Obviously I like fantasy  the evidence hopefully will speak for itself als I have just posted a character in the ´*Fresh RPG - Real World Fantasy´. *Yes, I should be your friend  but would Aydin want to be Elvira´s.


----------



## Red_Venus

hi...


----------



## Mistique

*Red Venus*



Red_Venus said:


> hi...


 
Hi to you too


----------



## Like a Fox

Hey again Mistique. I use msn if you want to try and generate some fictitious magic.
Though we're on different sides of the world (I assume... you're not in Australia are you?) So timing could be an issue.

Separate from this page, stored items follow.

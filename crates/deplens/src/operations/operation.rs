//! Operation state and status snapshots.

use crate::error::{Error, Result};
use chrono::{DateTime, Utc};
use serde::{Deserialize, Serialize};
use serde_json::Value;
use std::fmt;
use std::time::Duration;
use tokio::time::Instant;

/// Lifecycle state of an operation.
///
/// `initializing -> running -> {completed | failed}`, with `cancelled`
/// reachable from both `initializing` and `running`. Terminal states are
/// never left.
#[derive(Debug, Clone, Copy, PartialEq, Eq, Hash, Serialize, Deserialize)]
#[serde(rename_all = "lowercase")]
pub enum OperationState {
    /// Registered, no task started yet.
    Initializing,
    /// Task body is executing.
    Running,
    /// Task body returned a result.
    Completed,
    /// Cancelled before the task body finished.
    Cancelled,
    /// Task body returned an error or panicked.
    Failed,
}

impl OperationState {
    /// The state name as serialized.
    #[must_use]
    pub fn as_str(self) -> &'static str {
        match self {
            Self::Initializing => "initializing",
            Self::Running => "running",
            Self::Completed => "completed",
            Self::Cancelled => "cancelled",
            Self::Failed => "failed",
        }
    }

    /// Whether no further transitions are possible.
    #[must_use]
    pub fn is_terminal(self) -> bool {
        matches!(self, Self::Completed | Self::Cancelled | Self::Failed)
    }
}

impl fmt::Display for OperationState {
    fn fmt(&self, f: &mut fmt::Formatter<'_>) -> fmt::Result {
        f.write_str(self.as_str())
    }
}

/// Severity tag on an operation log message.
#[derive(Debug, Clone, Copy, Default, PartialEq, Eq, Hash, Serialize, Deserialize)]
#[serde(rename_all = "lowercase")]
pub enum MessageSeverity {
    /// Diagnostic detail.
    Debug,
    /// Normal progress information.
    #[default]
    Info,
    /// Something unexpected that did not stop the task.
    Warning,
    /// A failure.
    Error,
}

/// A timestamped log entry recorded on an operation.
#[derive(Debug, Clone, PartialEq, Serialize, Deserialize)]
pub struct OperationMessage {
    /// When the message was recorded.
    pub timestamp: DateTime<Utc>,
    /// Message severity.
    #[serde(rename = "type")]
    pub severity: MessageSeverity,
    /// Message text.
    pub message: String,
}

/// Structured error recorded on a failed operation.
#[derive(Debug, Clone, PartialEq, Eq, Serialize, Deserialize)]
pub struct OperationError {
    /// Top-level error message.
    pub message: String,
    /// Failure kind: `task_failure` or `panic`.
    #[serde(rename = "type")]
    pub kind: String,
    /// Full diagnostic trace.
    pub trace: String,
}

impl OperationError {
    pub(crate) const TASK_FAILURE: &'static str = "task_failure";
    pub(crate) const PANIC: &'static str = "panic";

    pub(crate) fn from_task_error(error: &anyhow::Error) -> Self {
        Self {
            message: error.to_string(),
            kind: Self::TASK_FAILURE.to_string(),
            trace: format!("{error:?}"),
        }
    }

    pub(crate) fn from_panic(payload: &(dyn std::any::Any + Send)) -> Self {
        let message = payload
            .downcast_ref::<&str>()
            .map(ToString::to_string)
            .or_else(|| payload.downcast_ref::<String>().cloned())
            .unwrap_or_else(|| "task panicked".to_string());

        Self {
            trace: format!("panic: {message}"),
            message,
            kind: Self::PANIC.to_string(),
        }
    }
}

impl From<OperationError> for Error {
    fn from(error: OperationError) -> Self {
        Error::TaskFailure {
            message: error.message,
            trace: error.trace,
        }
    }
}

/// Point-in-time copy of an operation.
#[derive(Debug, Clone, PartialEq, Serialize, Deserialize)]
pub struct OperationStatus {
    /// Operation id.
    pub operation_id: String,
    /// Correlation id for log tracing.
    pub correlation_id: String,
    /// Current state.
    pub status: OperationState,
    /// Progress fraction in `[0.0, 1.0]`.
    pub progress: f64,
    /// Seconds since start (or creation), frozen once terminal.
    pub elapsed_time: f64,
    /// Bumped on every recorded change.
    pub revision: u64,
    /// Log messages in recording order.
    pub messages: Vec<OperationMessage>,
    /// Task result, only when completed.
    #[serde(default, skip_serializing_if = "Option::is_none")]
    pub result: Option<Value>,
    /// Failure details, only when failed.
    #[serde(default, skip_serializing_if = "Option::is_none")]
    pub error: Option<OperationError>,
}

impl OperationStatus {
    /// Whether the operation has reached a terminal state.
    #[must_use]
    pub fn is_terminal(&self) -> bool {
        self.status.is_terminal()
    }

    /// The task outcome: the result if completed, [`Error::TaskFailure`] if
    /// failed, `None` otherwise.
    ///
    /// # Errors
    ///
    /// Returns [`Error::TaskFailure`] when the operation failed.
    pub fn into_result(self) -> Result<Option<Value>> {
        match (self.status, self.error) {
            (OperationState::Failed, Some(error)) => Err(error.into()),
            (OperationState::Completed, _) => Ok(self.result),
            _ => Ok(None),
        }
    }
}

/// Registry-owned mutable operation record.
#[derive(Debug)]
pub(crate) struct Operation {
    pub(crate) id: String,
    pub(crate) correlation_id: String,
    pub(crate) state: OperationState,
    progress: f64,
    messages: Vec<OperationMessage>,
    result: Option<Value>,
    error: Option<OperationError>,
    revision: u64,
    pub(crate) sequence: u64,
    created_at: Instant,
    started_at: Option<Instant>,
    pub(crate) finished_at: Option<Instant>,
}

impl Operation {
    pub(crate) fn new(id: String, correlation_id: String, sequence: u64) -> Self {
        Self {
            id,
            correlation_id,
            state: OperationState::Initializing,
            progress: 0.0,
            messages: Vec::new(),
            result: None,
            error: None,
            revision: 0,
            sequence,
            created_at: Instant::now(),
            started_at: None,
            finished_at: None,
        }
    }

    fn touch(&mut self) {
        self.revision += 1;
    }

    pub(crate) fn push_message(&mut self, severity: MessageSeverity, text: &str) {
        self.messages.push(OperationMessage {
            timestamp: Utc::now(),
            severity,
            message: text.to_string(),
        });
        self.touch();
    }

    pub(crate) fn set_progress(&mut self, progress: f64) {
        self.progress = progress;
        self.touch();
    }

    pub(crate) fn start(&mut self) {
        self.state = OperationState::Running;
        self.started_at = Some(Instant::now());
        self.touch();
    }

    fn finish(&mut self, state: OperationState) {
        self.state = state;
        self.finished_at = Some(Instant::now());
        self.touch();
    }

    pub(crate) fn complete(&mut self, result: Value) {
        self.progress = 1.0;
        self.result = Some(result);
        self.finish(OperationState::Completed);
    }

    pub(crate) fn fail(&mut self, error: OperationError) {
        self.error = Some(error);
        self.finish(OperationState::Failed);
    }

    pub(crate) fn cancel(&mut self) {
        self.push_message(MessageSeverity::Warning, "Operation cancelled");
        self.finish(OperationState::Cancelled);
    }

    /// Time spent terminal, or `None` while still live.
    pub(crate) fn terminal_age(&self, now: Instant) -> Option<Duration> {
        self.finished_at
            .map(|finished| now.saturating_duration_since(finished))
    }

    fn elapsed(&self) -> Duration {
        let start = self.started_at.unwrap_or(self.created_at);
        let end = self.finished_at.unwrap_or_else(Instant::now);
        end.saturating_duration_since(start)
    }

    pub(crate) fn snapshot(&self) -> OperationStatus {
        OperationStatus {
            operation_id: self.id.clone(),
            correlation_id: self.correlation_id.clone(),
            status: self.state,
            progress: self.progress,
            elapsed_time: self.elapsed().as_secs_f64(),
            revision: self.revision,
            messages: self.messages.clone(),
            result: self.result.clone(),
            error: self.error.clone(),
        }
    }
}
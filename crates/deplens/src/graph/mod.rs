//! File import graph produced by the external dependency scanner.
//!
//! The scanner writes `dependency-graph.json`, a JSON object mapping each
//! file path to a record with (at least) an `imports` list:
//!
//! ```json
//! {
//!   "src/a.js": { "imports": ["src/b.js"] },
//!   "src/b.js": { "imports": [] }
//! }
//! ```
//!
//! Paths are opaque strings. Imports may name files that are not keys of the
//! map (external or unresolved imports). Key order is preserved, because
//! reverse-dependency queries report results in the graph's natural order.
//!
//! A [`DependencyGraph`] is an immutable snapshot for the duration of a
//! query; a new analysis run replaces it wholesale.

mod analyzer;
mod cycles;
mod d3;
mod report;

pub use analyzer::{FileDependencies, FileLookup, GraphAnalyzer, GraphSummary};
pub use cycles::{Cycle, Severity};
pub use d3::{D3Graph, D3Link, D3Node, file_group};
pub use report::{
    CIRCULAR_REPORT_FILE, CircularDependencyReport, CycleEntry, ORPHANED_REPORT_FILE,
    OrphanedFilesReport,
};

use crate::error::{Error, Result};
use serde::de::{MapAccess, Visitor};
use serde::ser::SerializeMap;
use serde::{Deserialize, Deserializer, Serialize, Serializer};
use std::collections::HashMap;
use std::fmt;
use std::path::{Path, PathBuf};

/// A single file and the files it imports, in scanner order.
#[derive(Debug, Clone, PartialEq, Eq)]
pub struct FileEntry {
    /// The file path, exactly as the scanner reported it.
    pub path: String,
    /// Imported file paths, exactly as the scanner reported them.
    pub imports: Vec<String>,
}

/// Mapping from file path to its imported file paths.
///
/// Entries keep their insertion order. Lookups by path are O(1).
#[derive(Debug, Clone, Default, PartialEq, Eq)]
pub struct DependencyGraph {
    entries: Vec<FileEntry>,
    index: HashMap<String, usize>,
}

impl DependencyGraph {
    /// Create an empty graph.
    #[must_use]
    pub fn new() -> Self {
        Self::default()
    }

    /// Build a graph from `(path, imports)` pairs.
    ///
    /// A repeated path replaces the earlier import list but keeps the
    /// position of its first occurrence.
    pub fn from_entries<P, I, S>(entries: I) -> Self
    where
        I: IntoIterator<Item = (P, Vec<S>)>,
        P: Into<String>,
        S: Into<String>,
    {
        let mut graph = Self::new();
        for (path, imports) in entries {
            graph.insert(path.into(), imports.into_iter().map(Into::into).collect());
        }
        graph
    }

    /// Parse scanner output held in memory.
    ///
    /// # Errors
    ///
    /// Returns [`Error::Json`] if the document is not a JSON object of
    /// import records.
    pub fn from_json_str(content: &str) -> Result<Self> {
        serde_json::from_str(content).map_err(|source| Error::Json {
            path: PathBuf::from("<memory>"),
            source,
        })
    }

    /// Load scanner output from disk.
    ///
    /// # Errors
    ///
    /// Returns [`Error::Io`] if the file cannot be read, or [`Error::Json`]
    /// naming the file if it cannot be parsed.
    pub async fn load(path: &Path) -> Result<Self> {
        let content = tokio::fs::read_to_string(path).await?;
        let graph: Self = serde_json::from_str(&content).map_err(|source| Error::Json {
            path: path.to_path_buf(),
            source,
        })?;

        tracing::debug!(
            path = %path.display(),
            files = graph.len(),
            edges = graph.edge_count(),
            "Loaded dependency graph"
        );
        Ok(graph)
    }

    fn insert(&mut self, path: String, imports: Vec<String>) {
        if let Some(&position) = self.index.get(&path) {
            self.entries[position].imports = imports;
        } else {
            self.index.insert(path.clone(), self.entries.len());
            self.entries.push(FileEntry { path, imports });
        }
    }

    /// Number of declared files (keys).
    #[must_use]
    pub fn len(&self) -> usize {
        self.entries.len()
    }

    /// Whether the graph declares no files.
    #[must_use]
    pub fn is_empty(&self) -> bool {
        self.entries.is_empty()
    }

    /// Total number of import edges, counting duplicates.
    #[must_use]
    pub fn edge_count(&self) -> usize {
        self.entries.iter().map(|entry| entry.imports.len()).sum()
    }

    /// Whether `path` is a declared file.
    #[must_use]
    pub fn contains(&self, path: &str) -> bool {
        self.index.contains_key(path)
    }

    /// The imports of a declared file.
    #[must_use]
    pub fn imports(&self, path: &str) -> Option<&[String]> {
        self.index
            .get(path)
            .map(|&position| self.entries[position].imports.as_slice())
    }

    /// Insertion position of a declared file.
    pub(crate) fn position(&self, path: &str) -> Option<usize> {
        self.index.get(path).copied()
    }

    /// All entries in insertion order.
    #[must_use]
    pub fn entries(&self) -> &[FileEntry] {
        &self.entries
    }

    /// All declared file paths in insertion order.
    pub fn files(&self) -> impl Iterator<Item = &str> {
        self.entries.iter().map(|entry| entry.path.as_str())
    }
}

#[derive(Deserialize)]
struct ImportRecord {
    #[serde(default)]
    imports: Option<Vec<String>>,
}

impl<'de> Deserialize<'de> for DependencyGraph {
    fn deserialize<D>(deserializer: D) -> std::result::Result<Self, D::Error>
    where
        D: Deserializer<'de>,
    {
        struct GraphVisitor;

        impl<'de> Visitor<'de> for GraphVisitor {
            type Value = DependencyGraph;

            fn expecting(&self, f: &mut fmt::Formatter<'_>) -> fmt::Result {
                f.write_str("a map of file paths to import records")
            }

            fn visit_map<A>(self, mut map: A) -> std::result::Result<Self::Value, A::Error>
            where
                A: MapAccess<'de>,
            {
                let mut graph = DependencyGraph::new();
                while let Some((path, record)) = map.next_entry::<String, ImportRecord>()? {
                    graph.insert(path, record.imports.unwrap_or_default());
                }
                Ok(graph)
            }
        }

        deserializer.deserialize_map(GraphVisitor)
    }
}

#[derive(Serialize)]
struct ImportRecordRef<'a> {
    imports: &'a [String],
}

impl Serialize for DependencyGraph {
    fn serialize<S>(&self, serializer: S) -> std::result::Result<S::Ok, S::Error>
    where
        S: Serializer,
    {
        let mut map = serializer.serialize_map(Some(self.entries.len()))?;
        for entry in &self.entries {
            map.serialize_entry(
                &entry.path,
                &ImportRecordRef {
                    imports: &entry.imports,
                },
            )?;
        }
        map.end()
    }
}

And don't worry about having to look up MeeQ's words. He makes half of them up. haha.


----------



## Hindumaliman

Beyond words I have only my smile

But the technology to reveal that will take quite the while,

so I'll give you this yellow guys one instead 

Welcome


----------



## Mistique

Like a Fox said:


> Hey again Mistique. I use msn if you want to try and generate some fictitious magic.
> Though we're on different sides of the world (I assume... you're not in Australia are you?) So timing could be an issue.
> 
> And don't worry about having to look up MeeQ's words. He makes half of them up. haha.


 
That would be lovely, Im sure we will figure out the times somehow


----------



## Mistique

Hindumaliman said:


> Beyond words I have only my smile
> 
> But the technology to reveal that will take quite the while,
> 
> so I'll give you this yellow guys one instead
> 
> Welcome


 

No greater magic than a smile  thank you


----------



## MeeQ

smiles are over-rated and a misconception of hope and happiness.


----------



## Mistique

MeeQ said:


> smiles are over-rated and a misconception of hope and happiness.


 
Oh sweet MeeQ, let me enjoy my little misconception of hope and happiness, I'm so good at it


----------



## MeeQ

alot of people are good at it. manipulate it... then come talk to me.


----------



## Mistique

And what do you do?


----------



## MeeQ

"i drink, i smoke, i cuss, i joke"

Listen, and understand the mind of paranoid insufferable inconsistant rambler.


----------



## Mistique

MeeQ said:


> "i drink, i smoke, i cuss, i joke"
> 
> Listen, and understand the mind of paranoid insufferable inconsistant rambler.


 
You understand the mind of paranoid insufferable inconsistant rambler?


----------



## MeeQ

no.i thought i told you to listen? I want 'you' to understand the mind of such.


----------



## DarkDyer

> Obviously I like fantasy :smile: the evidence hopefully will speak for itself als I have just posted a character in the ´*Fresh RPG - Real World Fantasy´. *Yes, I should be your friend :smile: but would Aydin want to be Elvira´s.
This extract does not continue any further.